Richie Graham of Brackenhill (1555-1606) was a prominent Reiver active in late sixteenth century Great Britain.

Richie was the son of Fergus Graham of Mote in Lydysdale, Cumberland. Fergus Graham of Mote acquired Brackenhill in Arthuret after 1561. He purchased it from Sir Thomas Dacre. He settled the property on to his third son, Richard or Richie in the 1580s.

Richie Graham built Brackenhill Tower in 1584 .

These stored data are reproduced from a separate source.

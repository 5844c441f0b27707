//! Event message types.
//!
//! Events are notifications the browser sends without a matching request.
//! They carry no `id`, and a `sessionId` when raised inside a flat session.
//!
//! # Lifecycle Events
//!
//! The connection itself watches a few `Target` events to keep its session
//! table in sync:
//!
//! | Method | Effect |
//! |--------|--------|
//! | `Target.attachedToTarget` | registers the new session |
//! | `Target.detachedFromTarget` | detaches the session |

// ============================================================================
// Imports
// ============================================================================

use serde::Deserialize;
use serde_json::{Value, from_value};

use crate::identifiers::{SessionId, TargetId};

use super::command::TargetInfo;

// ============================================================================
// Event
// ============================================================================

/// An event notification from the browser.
///
/// # Format
///
/// ```json
/// {
///   "method": "Domain.eventName",
///   "params": { ... },
///   "sessionId": "optional"
/// }
/// ```
#[derive(Debug, Clone, Deserialize)]
pub struct Event {
    /// Event name in `Domain.eventName` format.
    pub method: String,

    /// Event-specific data.
    #[serde(default)]
    pub params: Value,

    /// Session the event was raised in; `None` for the root connection.
    #[serde(rename = "sessionId", default)]
    pub session_id: Option<SessionId>,
}

impl Event {
    /// Returns the domain name from the method.
    ///
    /// # Example
    ///
    /// ```ignore
    /// let event = Event { method: "Page.loadEventFired".into(), .. };
    /// assert_eq!(event.domain(), "Page");
    /// ```
    #[inline]
    #[must_use]
    pub fn domain(&self) -> &str {
        self.method.split('.').next().unwrap_or_default()
    }

    /// Returns the event name from the method.
    #[inline]
    #[must_use]
    pub fn name(&self) -> &str {
        self.method.split('.').nth(1).unwrap_or_default()
    }

    /// Parses the event into a typed variant.
    #[must_use]
    pub fn parse(&self) -> ParsedEvent {
        match self.method.as_str() {
            "Target.attachedToTarget" => from_value::<AttachedToTarget>(self.params.clone())
                .map(ParsedEvent::AttachedToTarget)
                .unwrap_or_else(|_| self.unknown()),

            "Target.detachedFromTarget" => from_value::<DetachedFromTarget>(self.params.clone())
                .map(ParsedEvent::DetachedFromTarget)
                .unwrap_or_else(|_| self.unknown()),

            "Target.targetCrashed" => ParsedEvent::TargetCrashed {
                target_id: TargetId::new(self.get_string("targetId")),
                status: self.get_string("status"),
            },

            "Inspector.detached" => ParsedEvent::InspectorDetached {
                reason: self.get_string("reason"),
            },

            _ => self.unknown(),
        }
    }

    fn unknown(&self) -> ParsedEvent {
        ParsedEvent::Unknown {
            method: self.method.clone(),
            params: self.params.clone(),
        }
    }

    /// Gets a string from params.
    #[inline]
    fn get_string(&self, key: &str) -> String {
        self.params
            .get(key)
            .and_then(|v| v.as_str())
            .unwrap_or_default()
            .to_string()
    }
}

// ============================================================================
// ParsedEvent
// ============================================================================

/// Parsed event types for type-safe handling.
#[derive(Debug, Clone)]
pub enum ParsedEvent {
    /// A flat session was attached to a target.
    AttachedToTarget(AttachedToTarget),

    /// A flat session was detached.
    DetachedFromTarget(DetachedFromTarget),

    /// A target crashed.
    TargetCrashed {
        /// The crashed target.
        target_id: TargetId,
        /// Termination status.
        status: String,
    },

    /// The debugging connection is about to be terminated.
    InspectorDetached {
        /// Detach reason.
        reason: String,
    },

    /// Any other event.
    Unknown {
        /// Event method.
        method: String,
        /// Event params.
        params: Value,
    },
}

/// Params of `Target.attachedToTarget`.
#[derive(Debug, Clone, Deserialize)]
#[serde(rename_all = "camelCase")]
pub struct AttachedToTarget {
    /// The new session.
    pub session_id: SessionId,
    /// The target the session is attached to.
    pub target_info: TargetInfo,
    /// Whether the target is paused waiting for the debugger.
    #[serde(default)]
    pub waiting_for_debugger: bool,
}

/// Params of `Target.detachedFromTarget`.
#[derive(Debug, Clone, Deserialize)]
#[serde(rename_all = "camelCase")]
pub struct DetachedFromTarget {
    /// The detached session.
    pub session_id: SessionId,
    /// The target, when reported.
    #[serde(default)]
    pub target_id: Option<TargetId>,
}

// ============================================================================
// Tests
// ============================================================================
//! Browser profile directories.
//!
//! A launch either runs on a caller-owned profile directory, which is never
//! touched on teardown, or on a temporary one created under a per-tool
//! scratch root, which teardown removes.
//!
//! The browser may hold files in the profile for a short while after it
//! exits, so removal retries under a [`RetryPolicy`].

// ============================================================================
// Imports
// ============================================================================

use std::env;
use std::fs;
use std::io::{Error as IoError, ErrorKind};
use std::path::{Path, PathBuf};

use tracing::{debug, info};

use crate::error::{Error, Result};
use crate::retry::RetryPolicy;

// ============================================================================
// Constants
// ============================================================================

/// Prefix of temporary profile directory names.
const TEMP_PREFIX: &str = "profile-";

// ============================================================================
// Profile
// ============================================================================

/// A browser profile directory.
#[derive(Debug, Clone, PartialEq, Eq)]
pub struct Profile {
    /// Path to the profile directory.
    path: PathBuf,

    /// Created by the launcher and removed on teardown.
    temporary: bool,
}

// ============================================================================
// Profile - Constructors
// ============================================================================

impl Profile {
    /// Creates a temporary profile under `root`, creating `root` if needed.
    ///
    /// The directory is not removed on drop; teardown removes it with
    /// [`Profile::remove`].
    ///
    /// # Errors
    ///
    /// Returns [`Error::Profile`] if the directory cannot be created.
    pub fn new_temp_in(root: &Path) -> Result<Self> {
        fs::create_dir_all(root).map_err(|e| {
            Error::profile(format!(
                "Failed to create scratch root {}: {e}",
                root.display()
            ))
        })?;

        let path = tempfile::Builder::new()
            .prefix(TEMP_PREFIX)
            .tempdir_in(root)
            .map_err(|e| Error::profile(format!("Failed to create temp profile: {e}")))?
            .keep();

        debug!(path = %path.display(), "Created temporary profile");

        Ok(Self {
            path,
            temporary: true,
        })
    }

    /// Uses an existing profile directory.
    ///
    /// If the directory doesn't exist, it is created. It is never removed.
    ///
    /// # Errors
    ///
    /// Returns [`Error::Profile`] if the directory cannot be created.
    pub fn from_path(path: impl Into<PathBuf>) -> Result<Self> {
        let path = path.into();

        fs::create_dir_all(&path).map_err(|e| {
            Error::profile(format!(
                "Failed to create profile directory {}: {e}",
                path.display()
            ))
        })?;

        debug!(path = %path.display(), "Using existing profile");

        Ok(Self {
            path,
            temporary: false,
        })
    }
}

// ============================================================================
// Profile - Accessors
// ============================================================================

impl Profile {
    /// Returns the path to the profile directory.
    #[inline]
    #[must_use]
    pub fn path(&self) -> &Path {
        &self.path
    }

    /// Returns `true` if teardown removes this profile.
    #[inline]
    #[must_use]
    pub fn is_temporary(&self) -> bool {
        self.temporary
    }
}

// ============================================================================
// Profile - Removal
// ============================================================================

impl Profile {
    /// Removes a temporary profile, retrying under `policy`.
    ///
    /// A caller-owned profile, or one already gone, is left alone.
    ///
    /// # Errors
    ///
    /// Returns [`Error::Cleanup`] once the attempts are exhausted.
    pub async fn remove(&self, policy: &RetryPolicy) -> Result<()> {
        if !self.temporary {
            return Ok(());
        }

        policy
            .run(|_| {
                let path = self.path.clone();
                async move {
                    tokio::task::spawn_blocking(move || remove_dir(&path))
                        .await
                        .map_err(IoError::other)?
                }
            })
            .await
            .map_err(|exhausted| {
                Error::cleanup(&self.path, exhausted.attempts, exhausted.last_error)
            })?;

        info!(path = %self.path.display(), "Removed temporary profile");
        Ok(())
    }

    /// Blocking form of [`Profile::remove`], for drop paths.
    ///
    /// # Errors
    ///
    /// Returns [`Error::Cleanup`] once the attempts are exhausted.
    pub fn remove_blocking(&self, policy: &RetryPolicy) -> Result<()> {
        if !self.temporary {
            return Ok(());
        }

        policy
            .run_blocking(|_| remove_dir(&self.path))
            .map_err(|exhausted| {
                Error::cleanup(&self.path, exhausted.attempts, exhausted.last_error)
            })?;

        debug!(path = %self.path.display(), "Removed temporary profile");
        Ok(())
    }
}

/// Removes a directory tree; a missing tree counts as removed.
fn remove_dir(path: &Path) -> std::io::Result<()> {
    match fs::remove_dir_all(path) {
        Ok(()) => Ok(()),
        Err(e) if e.kind() == ErrorKind::NotFound => Ok(()),
        Err(e) => Err(e),
    }
}

// ============================================================================
// Scratch Root
// ============================================================================

/// Default root for temporary profiles: `~/.cdp-driver/temp-profiles`, or
/// the system temp directory when there is no home directory.
#[must_use]
pub fn default_scratch_root() -> PathBuf {
    dirs::home_dir()
        .map(|home| home.join(".cdp-driver").join("temp-profiles"))
        .unwrap_or_else(|| env::temp_dir().join("cdp-driver-profiles"))
}

// ============================================================================
// Tests
// ============================================================================

#[cfg(test)]
mod tests {
    use super::*;

    use std::time::Duration;

    #[test]
    fn test_new_temp_in_creates_directory() {
        let root = tempfile::tempdir().expect("root");
        let profile = Profile::new_temp_in(&root.path().join("scratch")).expect("profile");

        assert!(profile.path().is_dir());
        assert!(profile.is_temporary());
        assert!(profile.path().starts_with(root.path()));

        let name = profile.path().file_name().expect("name").to_string_lossy();
        assert!(name.starts_with(TEMP_PREFIX));
    }

    #[test]
    fn test_temp_profiles_are_unique() {
        let root = tempfile::tempdir().expect("root");
        let a = Profile::new_temp_in(root.path()).expect("a");
        let b = Profile::new_temp_in(root.path()).expect("b");
        assert_ne!(a.path(), b.path());
    }

    #[test]
    fn test_from_path_creates_missing_directory() {
        let root = tempfile::tempdir().expect("root");
        let path = root.path().join("mine");

        let profile = Profile::from_path(&path).expect("profile");
        assert!(path.is_dir());
        assert!(!profile.is_temporary());
    }

    #[tokio::test]
    async fn test_remove_deletes_temp_profile() {
        let root = tempfile::tempdir().expect("root");
        let profile = Profile::new_temp_in(root.path()).expect("profile");
        fs::write(profile.path().join("Local State"), b"{}").expect("write");

        profile.remove(&RetryPolicy::cleanup()).await.expect("remove");
        assert!(!profile.path().exists());

        // Already gone counts as removed.
        profile.remove(&RetryPolicy::cleanup()).await.expect("remove again");
    }

    #[tokio::test]
    async fn test_remove_never_touches_caller_profile() {
        let root = tempfile::tempdir().expect("root");
        let profile = Profile::from_path(root.path().join("mine")).expect("profile");

        profile.remove(&RetryPolicy::cleanup()).await.expect("remove");
        profile.remove_blocking(&RetryPolicy::cleanup()).expect("remove");
        assert!(profile.path().is_dir());
    }

    #[test]
    fn test_remove_blocking_deletes_temp_profile() {
        let root = tempfile::tempdir().expect("root");
        let profile = Profile::new_temp_in(root.path()).expect("profile");
        fs::create_dir_all(profile.path().join("Default/Cache")).expect("mkdir");

        profile
            .remove_blocking(&RetryPolicy::new(3, Duration::from_millis(1)))
            .expect("remove");
        assert!(!profile.path().exists());
    }

    #[test]
    fn test_default_scratch_root() {
        let root = default_scratch_root();
        assert!(root.ends_with("temp-profiles") || root.ends_with("cdp-driver-profiles"));
    }
}
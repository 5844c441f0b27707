//! Transport layer and the protocol client surface.
//!
//! # Architecture
//!
//! ```text
//! ┌──────────────────┐                              ┌─────────────────┐
//! │  Session  ───┐   │                              │                 │
//! │  Session  ───┼─► │         WebSocket            │  Browser        │
//! │  Connection ─┘   │◄────────────────────────────►│  (debug port)   │
//! │  (event loop)    │   one socket, flat sessions  │                 │
//! └──────────────────┘                              └─────────────────┘
//! ```
//!
//! Every session shares the connection's transport. Outgoing messages carry
//! a `sessionId`, incoming ones are routed by it.
//!
//! # Modules
//!
//! | Module | Description |
//! |--------|-------------|
//! | `connection` | Correlation engine and event loop |
//! | `session` | Flat sessions multiplexed over a connection |
//! | `websocket` | `tokio-tungstenite` transport |
//! | `memory` | In-memory loopback transport |

// ============================================================================
// Imports
// ============================================================================

use async_trait::async_trait;
use serde_json::Value;

use crate::error::Result;
use crate::events::{EventRegistry, Listener};
use crate::protocol::Command;

// ============================================================================
// Submodules
// ============================================================================

/// Correlation engine and event loop.
pub mod connection;

/// In-memory loopback transport.
pub mod memory;

/// Flat sessions.
pub mod session;

/// WebSocket transport.
pub mod websocket;

// ============================================================================
// Re-exports
// ============================================================================

pub use connection::Connection;
pub use memory::{MemoryTransport, RemoteEnd};
pub use session::Session;
pub use websocket::WebSocketTransport;

// ============================================================================
// Transport
// ============================================================================

/// A duplex channel of text frames.
///
/// Owned by a connection's event loop, which is its only caller.
#[async_trait]
pub trait Transport: Send + 'static {
    /// Writes one frame.
    async fn send_text(&mut self, text: String) -> Result<()>;

    /// Reads the next frame, `None` once the peer closed.
    ///
    /// Must be cancel safe: it races the outgoing command queue.
    async fn recv_text(&mut self) -> Option<Result<String>>;

    /// Closes the channel. Closing an already closed channel succeeds.
    async fn close(&mut self) -> Result<()>;
}

// ============================================================================
// ProtocolClient
// ============================================================================

/// Scope that commands can be sent on and events listened to.
///
/// Implemented by [`Connection`] (root scope) and [`Session`]. Generated
/// domain bindings build on this trait only.
#[async_trait]
pub trait ProtocolClient: Send + Sync {
    /// Sends `method` with `params` and waits for its reply.
    async fn send(&self, method: &str, params: Value) -> Result<Value>;

    /// The registry events of this scope are emitted on.
    fn events(&self) -> &EventRegistry;

    /// Sends a typed command.
    async fn send_command(&self, command: Command) -> Result<Value> {
        let (method, params) = command.into_parts()?;
        self.send(&method, params).await
    }

    /// Registers a persistent listener. See [`EventRegistry::on`].
    fn on(&self, name: &str, listener: &Listener) -> bool {
        self.events().on(name, listener)
    }

    /// Registers a one-shot listener. See [`EventRegistry::once`].
    fn once(&self, name: &str, listener: &Listener) -> bool {
        self.events().once(name, listener)
    }

    /// Removes a listener. See [`EventRegistry::off`].
    fn off(&self, name: &str, listener: &Listener) -> bool {
        self.events().off(name, listener)
    }
}
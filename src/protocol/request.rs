//! Request and Response message types.
//!
//! Defines the envelope of a command sent to the browser and of the reply
//! that answers it.

// ============================================================================
// Imports
// ============================================================================

use serde::{Deserialize, Serialize};
use serde_json::Value;

use crate::error::{Error, Result};
use crate::identifiers::{RequestId, SessionId};

// ============================================================================
// Request
// ============================================================================

/// A command request from local end to the browser.
///
/// # Format
///
/// ```json
/// {
///   "id": 7,
///   "method": "Domain.method",
///   "params": { ... },
///   "sessionId": "optional-flat-session"
/// }
/// ```
#[derive(Debug, Clone, Serialize)]
pub struct Request<'a> {
    /// Unique identifier for request/response correlation.
    pub id: RequestId,

    /// Command name in `Domain.method` format.
    pub method: &'a str,

    /// Command parameters. Omitted from the wire when `null`.
    #[serde(skip_serializing_if = "Value::is_null")]
    pub params: &'a Value,

    /// Flat session the command is scoped to.
    #[serde(rename = "sessionId", skip_serializing_if = "Option::is_none")]
    pub session_id: Option<&'a SessionId>,
}

impl<'a> Request<'a> {
    /// Creates a request on the root connection.
    #[inline]
    #[must_use]
    pub fn new(id: RequestId, method: &'a str, params: &'a Value) -> Self {
        Self {
            id,
            method,
            params,
            session_id: None,
        }
    }

    /// Scopes the request to a flat session.
    #[inline]
    #[must_use]
    pub fn with_session(mut self, session_id: Option<&'a SessionId>) -> Self {
        self.session_id = session_id;
        self
    }
}

// ============================================================================
// Response
// ============================================================================

/// A reply from the browser to a command.
///
/// # Format
///
/// Success:
/// ```json
/// { "id": 7, "result": { ... } }
/// ```
///
/// Error:
/// ```json
/// { "id": 7, "error": { "code": -32000, "message": "..." } }
/// ```
#[derive(Debug, Clone, Deserialize)]
pub struct Response {
    /// Matches the command `id`.
    pub id: RequestId,

    /// Result data (if success).
    #[serde(default)]
    pub result: Option<Value>,

    /// Error details (if error).
    #[serde(default)]
    pub error: Option<RemoteError>,

    /// Session the reply was sent from. Not needed for correlation.
    #[serde(rename = "sessionId", default)]
    pub session_id: Option<SessionId>,
}

impl Response {
    /// Returns `true` if this is an error response.
    #[inline]
    #[must_use]
    pub fn is_error(&self) -> bool {
        self.error.is_some()
    }

    /// Extracts the result value, returning error if response was error.
    ///
    /// A reply carrying neither field resolves to `Value::Null`.
    ///
    /// # Errors
    ///
    /// Returns [`Error::Protocol`] if the response was an error.
    pub fn into_result(self) -> Result<Value> {
        match self.error {
            Some(error) => Err(Error::protocol(error.code, error.message)),
            None => Ok(self.result.unwrap_or(Value::Null)),
        }
    }
}

// ============================================================================
// RemoteError
// ============================================================================

/// Error object carried by a failed reply.
#[derive(Debug, Clone, PartialEq, Deserialize)]
pub struct RemoteError {
    /// Error code.
    pub code: i64,

    /// Human readable message.
    #[serde(default)]
    pub message: String,

    /// Additional details, when provided.
    #[serde(default)]
    pub data: Option<Value>,
}

// ============================================================================
// Tests
// ============================================================================

#[cfg(test)]
mod tests {
    use super::*;

    use serde_json::json;

    #[test]
    fn test_request_serialization() {
        let params = json!({"url": "https://example.com"});
        let request = Request::new(RequestId::new(3), "Page.navigate", &params);
        let json = serde_json::to_value(&request).expect("serialize");

        assert_eq!(
            json,
            json!({"id": 3, "method": "Page.navigate", "params": {"url": "https://example.com"}})
        );
    }

    #[test]
    fn test_request_with_session() {
        let params = Value::Null;
        let session_id = SessionId::from("S1");
        let request =
            Request::new(RequestId::new(9), "Runtime.enable", &params).with_session(Some(&session_id));
        let json = serde_json::to_value(&request).expect("serialize");

        assert_eq!(json, json!({"id": 9, "method": "Runtime.enable", "sessionId": "S1"}));
    }

    #[test]
    fn test_success_response() {
        let response: Response =
            serde_json::from_str(r#"{"id": 1, "result": {"frameId": "F"}}"#).expect("parse");
        assert!(!response.is_error());

        let result = response.into_result().expect("should succeed");
        assert_eq!(result, json!({"frameId": "F"}));
    }

    #[test]
    fn test_error_response() {
        let response: Response = serde_json::from_str(
            r#"{"id": 2, "error": {"code": -32000, "message": "No target with given id"}}"#,
        )
        .expect("parse");
        assert!(response.is_error());

        let err = response.into_result().unwrap_err();
        assert!(matches!(err, Error::Protocol { code: -32000, ref message } if message == "No target with given id"));
    }

    #[test]
    fn test_empty_response_is_null() {
        let response: Response =
            serde_json::from_str(r#"{"id": 5, "sessionId": "S"}"#).expect("parse");
        assert_eq!(response.session_id, Some(SessionId::from("S")));
        assert_eq!(response.into_result().expect("ok"), Value::Null);
    }
}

On 27 June 1592 he joined the forces of the rebel Francis Stewart, 5th Earl of Bothwell and surrounded and besieged Falkland Palace in Fife while James VI and Anne of Denmark were in residence. Graham and his companions, including Thomas Musgrave, captain of Bewcastle, sacked the town of Falkland and stole 80 horses and clothes and money from the townspeople. After the Raid of Falkland he sheltered the Scottish rebel James Douglas of Spott at Brackenhill.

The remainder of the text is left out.